Doing Data Science Straight Talk from the Frontline 1st Edition by Cathy Neil, Rachel Schutt – Ebook PDF Instant Download/Delivery: 1449358659, 9781449358655
Full download Doing Data Science Straight Talk from the Frontline 1st Edition after payment
Product details:
ISBN 10: 1449358659
ISBN 13: 9781449358655
Author: Cathy O’Neil; Rachel Schutt
Now that people are aware that data can make the difference in an election or a business model, data science as an occupation is gaining ground. But how can you get started working in a wide-ranging, interdisciplinary field that’s so clouded in hype? This insightful book, based on Columbia University’s Introduction to Data Science class, tells you what you need to know. In many of these chapter-long lectures, data scientists from companies such as Google, Microsoft, and eBay share new algorithms, methods, and models by presenting case studies and the code they use. If you’re familiar with linear algebra, probability, and statistics, and have programming experience, this book is an ideal introduction to data science. Topics include: Statistical inference, exploratory data analysis, and the data science process Algorithms Spam filters, Naive Bayes, and data wrangling Logistic regression Financial modeling Recommendation engines and causality Data visualization Social networks and data journalism Data engineering, MapReduce, Pregel, and Hadoop Doing Data Science is collaboration between course instructor Rachel Schutt, Senior VP of Data Science at News Corp, and data science consultant Cathy O’Neil, a senior data scientist at Johnson Research Labs, who attended and blogged about the course.
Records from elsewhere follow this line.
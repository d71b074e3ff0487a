//! Progress and message sinks
//!
//! Purely observational: nothing written here feeds back into scheduling.

use parking_lot::Mutex;
use tracing::{error, info};

pub trait StatusSink: Send + Sync {
    /// Current activity, with a completion percentage when known
    fn status(&self, message: &str, percent: Option<f64>);

    fn message(&self, text: &str);

    fn error(&self, text: &str);
}

/// Forwards everything to `tracing`
#[derive(Debug, Default, Clone, Copy)]
pub struct TracingStatus;

impl StatusSink for TracingStatus {
    fn status(&self, message: &str, percent: Option<f64>) {
        match percent {
            Some(p) => info!(target: "gwa_sync::status", "{} ({:.0}%)", message, p),
            None => info!(target: "gwa_sync::status", "{}", message),
        }
    }

    fn message(&self, text: &str) {
        info!(target: "gwa_sync::status", "{}", text);
    }

    fn error(&self, text: &str) {
        error!(target: "gwa_sync::status", "{}", text);
    }
}

#[derive(Debug, Clone, PartialEq)]
pub enum StatusEntry {
    Status { message: String, percent: Option<f64> },
    Message(String),
    Error(String),
}

/// Buffers entries for a UI to drain
#[derive(Debug, Default)]
pub struct MemoryStatus {
    entries: Mutex<Vec<StatusEntry>>,
}

impl MemoryStatus {
    pub fn new() -> Self {
        Self::default()
    }

    pub fn entries(&self) -> Vec<StatusEntry> {
        self.entries.lock().clone()
    }

    pub fn drain(&self) -> Vec<StatusEntry> {
        std::mem::take(&mut *self.entries.lock())
    }

    pub fn messages(&self) -> Vec<String> {
        self.entries
            .lock()
            .iter()
            .filter_map(|e| match e {
                StatusEntry::Message(m) => Some(m.clone()),
                _ => None,
            })
            .collect()
    }

    pub fn errors(&self) -> Vec<String> {
        self.entries
            .lock()
            .iter()
            .filter_map(|e| match e {
                StatusEntry::Error(m) => Some(m.clone()),
                _ => None,
            })
            .collect()
    }
}

impl StatusSink for MemoryStatus {
    fn status(&self, message: &str, percent: Option<f64>) {
        self.entries.lock().push(StatusEntry::Status {
            message: message.to_string(),
            percent,
        });
    }

    fn message(&self, text: &str) {
        self.entries.lock().push(StatusEntry::Message(text.to_string()));
    }

    fn error(&self, text: &str) {
        self.entries.lock().push(StatusEntry::Error(text.to_string()));
    }
}
//! Tracing bootstrap for hosts that have no subscriber of their own

use tracing_subscriber::{fmt, prelude::*, EnvFilter};

/// Install a fmt subscriber filtered at `level`; `RUST_LOG` wins when set.
///
/// Returns false when a global subscriber was already installed.
pub fn init_tracing(level: &str) -> bool {
    let filter = EnvFilter::try_from_default_env().unwrap_or_else(|_| {
        EnvFilter::new(format!("{},gwa_sync={},gwa_cache={}", level, level, level))
    });

    tracing_subscriber::registry()
        .with(filter)
        .with(fmt::layer().with_target(true))
        .try_init()
        .is_ok()
}
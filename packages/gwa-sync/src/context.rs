//! Run-wide handles passed to every orchestrator

use crate::config::{SyncConfig, Validatable};
use crate::cycle::CycleGate;
use crate::error::Result;
use crate::plugin::PluginRegistry;
use crate::source::NativeSource;
use crate::status::{StatusSink, TracingStatus};
use gwa_cache::GwaCache;
use std::sync::Arc;

/// Created once per run; the sender and receiver of a run share it
///
/// Both directions mutate the same cache, so they also share one
/// [`CycleGate`]: a send and a receive never overlap.
#[derive(Clone)]
pub struct SyncContext {
    pub config: Arc<SyncConfig>,
    pub cache: Arc<GwaCache>,
    pub gate: CycleGate,
    pub registry: Arc<PluginRegistry>,
    pub source: Arc<dyn NativeSource>,
    pub status: Arc<dyn StatusSink>,
}

impl SyncContext {
    /// Validates the config and builds an empty cache with its retention policy
    pub fn new(
        config: SyncConfig,
        registry: PluginRegistry,
        source: Arc<dyn NativeSource>,
    ) -> Result<Self> {
        config.validate()?;
        Ok(Self {
            cache: Arc::new(GwaCache::new(config.retention_policy())),
            config: Arc::new(config),
            gate: CycleGate::new(),
            registry: Arc::new(registry),
            source,
            status: Arc::new(TracingStatus),
        })
    }

    pub fn with_status(mut self, status: Arc<dyn StatusSink>) -> Self {
        self.status = status;
        self
    }

    /// Install the tracing subscriber at the configured log level
    ///
    /// Returns false when the host already installed one.
    pub fn init_logging(&self) -> bool {
        crate::logging::init_tracing(&self.config.log_level)
    }

    /// Keywords of the configured layer's plugins
    pub fn keywords(&self) -> Vec<String> {
        self.registry.keywords(self.config.target_layer)
    }
}

impl std::fmt::Debug for SyncContext {
    fn fmt(&self, f: &mut std::fmt::Formatter<'_>) -> std::fmt::Result {
        f.debug_struct("SyncContext")
            .field("config", &self.config)
            .field("registry", &self.registry)
            .field("records", &self.cache.len())
            .field("busy", &self.gate.is_busy())
            .finish()
    }
}
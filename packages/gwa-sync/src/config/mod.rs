//! Synchronisation settings
//!
//! Settings are built in code (`SyncConfig::default()` plus field updates)
//! or loaded from a versioned YAML file. Either way they are validated
//! before an orchestrator accepts them.

pub mod error;
pub mod io;

pub use error::{ConfigError, ConfigResult};
pub use io::SyncConfigExportV1;

use gwa_cache::RetentionPolicy;
use serde::{Deserialize, Serialize};
use std::path::Path;
use std::time::Duration;

/// Model layer a run targets
#[derive(Debug, Clone, Copy, PartialEq, Eq, Hash, Default, Serialize, Deserialize)]
#[serde(rename_all = "lowercase")]
pub enum TargetLayer {
    #[default]
    Design,
    Analysis,
}

impl TargetLayer {
    pub fn as_str(&self) -> &'static str {
        match self {
            TargetLayer::Design => "design",
            TargetLayer::Analysis => "analysis",
        }
    }
}

impl std::fmt::Display for TargetLayer {
    fn fmt(&self, f: &mut std::fmt::Formatter<'_>) -> std::fmt::Result {
        write!(f, "{}", self.as_str())
    }
}

/// Trait for validatable configuration objects
pub trait Validatable {
    fn validate(&self) -> ConfigResult<()>;

    fn config_name(&self) -> &'static str {
        "Config"
    }
}

#[derive(Debug, Clone, PartialEq, Eq)]
pub struct SyncConfig {
    pub target_layer: TargetLayer,
    /// One outbound stream per plugin stream name instead of a single stream
    pub separate_streams: bool,
    pub full_model_stream: String,
    /// Worker threads per wave; 0 = one per CPU
    pub max_parallelism: usize,
    /// Process types of a wave one at a time
    pub sequential: bool,
    pub foreign_keywords: Vec<String>,
    pub native_id_prefix: String,
    pub polling_rate_ms: u64,
    pub log_level: String,
}

impl Default for SyncConfig {
    fn default() -> Self {
        let policy = RetentionPolicy::default();
        Self {
            target_layer: TargetLayer::Design,
            separate_streams: false,
            full_model_stream: "Full Model".to_string(),
            max_parallelism: 0,
            sequential: false,
            foreign_keywords: policy.foreign_keywords,
            native_id_prefix: policy.native_id_prefix,
            polling_rate_ms: 2000,
            log_level: "info".to_string(),
        }
    }
}

impl SyncConfig {
    const POLLING_RATE_MS: (u64, u64) = (100, 3_600_000);
    const MAX_PARALLELISM: (usize, usize) = (0, 1024);
    const SUPPORTED_VERSIONS: [u32; 1] = [1];

    /// Load from YAML file (v1 schema)
    pub fn from_yaml<P: AsRef<Path>>(path: P) -> ConfigResult<Self> {
        let content = std::fs::read_to_string(path)?;
        Self::from_yaml_str(&content)
    }

    pub fn from_yaml_str(content: &str) -> ConfigResult<Self> {
        let export: SyncConfigExportV1 = serde_yaml::from_str(content)?;

        match export.version {
            None => return Err(ConfigError::MissingVersion),
            Some(v) if !Self::SUPPORTED_VERSIONS.contains(&v) => {
                return Err(ConfigError::UnsupportedVersion {
                    found: v,
                    supported: Self::SUPPORTED_VERSIONS.to_vec(),
                })
            }
            Some(_) => {}
        }

        let mut config = Self::default();
        export.apply(&mut config);
        config.validate()?;
        Ok(config)
    }

    pub fn to_yaml(&self) -> ConfigResult<String> {
        Ok(serde_yaml::to_string(&SyncConfigExportV1::from(self))?)
    }

    /// Worker threads for a wave
    pub fn effective_parallelism(&self) -> usize {
        if self.sequential {
            1
        } else if self.max_parallelism == 0 {
            num_cpus::get().max(1)
        } else {
            self.max_parallelism
        }
    }

    pub fn polling_interval(&self) -> Duration {
        Duration::from_millis(self.polling_rate_ms)
    }

    pub fn retention_policy(&self) -> RetentionPolicy {
        RetentionPolicy {
            foreign_keywords: self.foreign_keywords.clone(),
            native_id_prefix: self.native_id_prefix.clone(),
        }
    }

    /// Outbound stream an object of a plugin stream is bucketed into
    pub fn bucket_for<'a>(&'a self, plugin_stream: &'a str) -> &'a str {
        if self.separate_streams {
            plugin_stream
        } else {
            &self.full_model_stream
        }
    }
}

impl Validatable for SyncConfig {
    fn validate(&self) -> ConfigResult<()> {
        let (min, max) = Self::POLLING_RATE_MS;
        if !(min..=max).contains(&self.polling_rate_ms) {
            return Err(ConfigError::range(
                "polling_rate_ms",
                self.polling_rate_ms,
                min,
                max,
                "Use a polling interval between 100ms and one hour.",
            ));
        }

        let (min, max) = Self::MAX_PARALLELISM;
        if !(min..=max).contains(&self.max_parallelism) {
            return Err(ConfigError::range(
                "max_parallelism",
                self.max_parallelism,
                min,
                max,
                "Use 0 to size the pool from the number of CPUs.",
            ));
        }

        if self.full_model_stream.trim().is_empty() {
            return Err(ConfigError::Empty {
                field: "full_model_stream".to_string(),
            });
        }
        Ok(())
    }

    fn config_name(&self) -> &'static str {
        "SyncConfig"
    }
}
Doing Data Science Straight Talk from the Frontline 1st Table of contents:
1. Introduction: What Is Data Science? 1.1. Big Data and Data Science Hype
1.2. Getting Past the Hype
1.3. Why Now?
1.4. Datafication
1.5. The Current Landscape (with a Little History)
1.6. Data Science Jobs
1.7. A Data Science Profile
1.8. Thought Experiment: Meta-Definition
1.9. OK, So What Is a Data Scientist, Really?
1.10. In Academia
1.11. In Industry
2. Statistical Inference, Exploratory Data Analysis, and the Data Science Process
2.1. Statistical Thinking in the Age of Big Data
2.2. Statistical Inference
2.3. Populations and Samples
2.4. Populations and Samples of Big Data
2.5. Big Data Can Mean Big Assumptions
2.6. Modeling
2.7. Exploratory Data Analysis
2.8. Philosophy of Exploratory Data Analysis
2.9. Exercise: EDA
2.10. The Data Science Process
2.11. A Data Scientist’s Role in This Process
2.12. Thought Experiment: How Would You Simulate Chaos?
2.13. Case Study: RealDirect
2.14. How Does RealDirect Make Money?
2.15. Exercise: RealDirect Data Strategy
3. Algorithms
3.1. Machine Learning Algorithms
3.2. Three Basic Algorithms
3.3. Linear Regression
3.4. k-Nearest Neighbors (k-NN)
3.5. k-means
3.6. Exercise: Basic Machine Learning Algorithms
3.7. Solutions
3.8. Summing It All Up
3.9. Thought Experiment: Automated Statistician
4. Spam Filters, Naive Bayes, and Wrangling
4.1. Thought Experiment: Learning by Example
4.2. Why Won’t Linear Regression Work for Filtering Spam?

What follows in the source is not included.